Sallie was predeceased by Gray in 2011. She followed her last born grandson to Vermont in 2017 in search of new adventures. She is survived by her daughters, Mary Kate Mundell (Chip), Diane Kearney (Marc) and Tara Graham (Frank); her sisters, Debbie Brabec-Liebewein (Hutch) and Barbara Tirone (Frank); countless nieces and nephews and great-nieces and -nephews (with whom she loved talking and visiting); and her grandchildren: Sara and Dillon Kearney, Graham and Rowan Mundell, Rhiannon, Traven and Kaden Rosamilia, and Hugh Hammond Graham III. We would be remiss if we didn’t mention the endless number of “fourth daughters,” a title extended to the daughters of her friends or friends of her daughters — you know who you are.
She found her professional home at Lawrence and Memorial Hospital, where she worked for more than 30 years as an operating room nurse, retiring in 1998. Those who worked alongside her say she brought the OR to new life. She was one in a million — honestly one of the funniest people in the world, smart as a whip, political, spunky and witty. She loved hosting and attending parties and could always be found near the center. Sallie was genuinely curious and interested in others — spending hours talking with others about minute details of the everyday lives of the people she knew. She loved Broadway shows, live music, traveling, golf, playing bridge, dancing and boating.
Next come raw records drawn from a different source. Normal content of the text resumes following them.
//! Spreadsheet adapters for the ASULATINA count template.
//!
//! The template carries a cosmetic block in the first rows; the real column
//! header sits at physical row 14 and data starts on the row below. Import
//! and export share these layout constants.

pub mod export;
pub mod import;

pub use export::{build_workbook, file_name, write_inventory};
pub use import::read_inventory;

/// Absolute row (0-based) of the `Codigo / Producto / Existencia / Físico`
/// header.
pub(crate) const HEADER_ROW: u32 = 13;

/// Column titles, in sheet order.
pub(crate) const COLUMNS: [&str; 4] = ["Codigo", "Producto", "Existencia", "Físico"];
Being so social and fun-loving, she never liked to leave a party. She was always the last to leave. She and Gray made friends wherever they went, especially treasuring their times in Old Saybrook; at the Inlets in Nokomis, Fla.; and in Kihea, Hawaii.
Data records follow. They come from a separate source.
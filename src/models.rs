use serde::{Deserialize, Deserializer, Serialize};

use crate::numeric::normalize_str;

/// One inventory line item. The serialized field names mirror the ASULATINA
/// spreadsheet columns, so persisted JSON stays compatible with the data the
/// original web app kept in localStorage.
#[derive(Debug, Clone, PartialEq, Serialize, Deserialize)]
pub struct InventoryRecord {
    #[serde(rename = "codigo", default)]
    pub code: String,
    #[serde(rename = "producto", default)]
    pub description: String,
    /// Book quantity ("Existencia")
    #[serde(rename = "existencia", default, deserialize_with = "lenient_qty")]
    pub book_qty: f64,
    /// Physically counted quantity ("Físico")
    #[serde(rename = "fisico", default, deserialize_with = "lenient_qty")]
    pub counted_qty: f64,
}

impl InventoryRecord {
    pub fn new(code: &str, description: &str, book_qty: f64, counted_qty: f64) -> Self {
        Self {
            code: code.trim().to_string(),
            description: description.trim().to_string(),
            book_qty: finite_or_zero(book_qty),
            counted_qty: finite_or_zero(counted_qty),
        }
    }

    /// Re-applies the field invariants after deserialization: trimmed
    /// strings, finite quantities.
    pub fn normalized(self) -> Self {
        Self::new(&self.code, &self.description, self.book_qty, self.counted_qty)
    }

    /// A record with neither code nor description carries no information
    /// and is dropped at import time.
    pub fn is_blank(&self) -> bool {
        self.code.is_empty() && self.description.is_empty()
    }
}

fn finite_or_zero(value: f64) -> f64 {
    if value.is_finite() {
        value
    } else {
        0.0
    }
}

/// Accepts quantities stored either as numbers or as formatted text
/// ("1.234,5"); anything else collapses to 0.
fn lenient_qty<'de, D>(deserializer: D) -> Result<f64, D::Error>
where
    D: Deserializer<'de>,
{
    let value = serde_json::Value::deserialize(deserializer)?;
    Ok(match value {
        serde_json::Value::Number(n) => n.as_f64().map(finite_or_zero).unwrap_or(0.0),
        serde_json::Value::String(s) => normalize_str(&s),
        _ => 0.0,
    })
}

/// User-editable values for the cosmetic block of the exported spreadsheet.
#[derive(Debug, Clone, PartialEq, Serialize, Deserialize)]
#[serde(default)]
pub struct HeaderConfig {
    #[serde(rename = "preparadoPor")]
    pub prepared_by: String,
    #[serde(rename = "bodega")]
    pub warehouse_label: String,
}

impl Default for HeaderConfig {
    fn default() -> Self {
        Self {
            prepared_by: "DANIEL FLORES".to_string(),
            warehouse_label: "0018  BODEGA PEREZ ZELEDON".to_string(),
        }
    }
}

/// Light or dark theme, applied to the whole window at startup.
#[derive(Debug, Clone, Copy, Default, PartialEq, Eq, Serialize, Deserialize)]
pub enum Theme {
    #[default]
    #[serde(rename = "claro")]
    Light,
    #[serde(rename = "oscuro")]
    Dark,
}

impl Theme {
    pub fn as_str(&self) -> &'static str {
        match self {
            Theme::Light => "claro",
            Theme::Dark => "oscuro",
        }
    }

    pub fn parse(s: &str) -> Option<Self> {
        match s {
            "claro" => Some(Theme::Light),
            "oscuro" => Some(Theme::Dark),
            _ => None,
        }
    }
}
After moving to Vermont, she was proud to have completed the Hospice Volunteer Training Program at the University of Vermont Health Network Home Health & Hospice and, in her last few years, made peace with her mortality. During COVID-19, she taught family members how to play bridge — something she had wished to do for a long time. She elected her hospice benefit when it was clear that the risks associated with interventions outweighed any benefits. Her quality of life was not something Sallie would compromise.
A few people have noted, “Heaven just became a whole lot more fun.” Dance on, Sallie — you will live forever in our hearts. In honor of Sallie, do something outrageous. Paint your hair blue, flirt with everyone you meet, put butter on everything, dress up for Halloween, ask endless questions, be very funny, and absolutely be the last to leave a party!
Sallie was deeply grateful for the expert skill and symptom management that only a hospice team can afford. Her last nine days of life were borrowed time, and not a moment was wasted — listening to music, the ocean, reminiscing with family and friends old and new. A wonderful end of life for someone who was so full of life.
For those wishing, memorial donations in her honor could be made to the LAM Foundation (give.thelamfoundation.org); Avery’s Fund (middlesexcountycf.org/ways-to-give/become-a-donor/fund-catalog/donor-advised/averys-fund) or the University of Vermont Health Network Home Health & Hospice — Home Hospice Program (uvmhomehealth.org/donations/make-an-online-donation).
Sallie’s remains will be dispersed by her family and friends as she wished. A party fitting for Sallie will be hosted by her girls and their families in July of 2021 at Cornfield Point in Old Saybrook, Connecticut.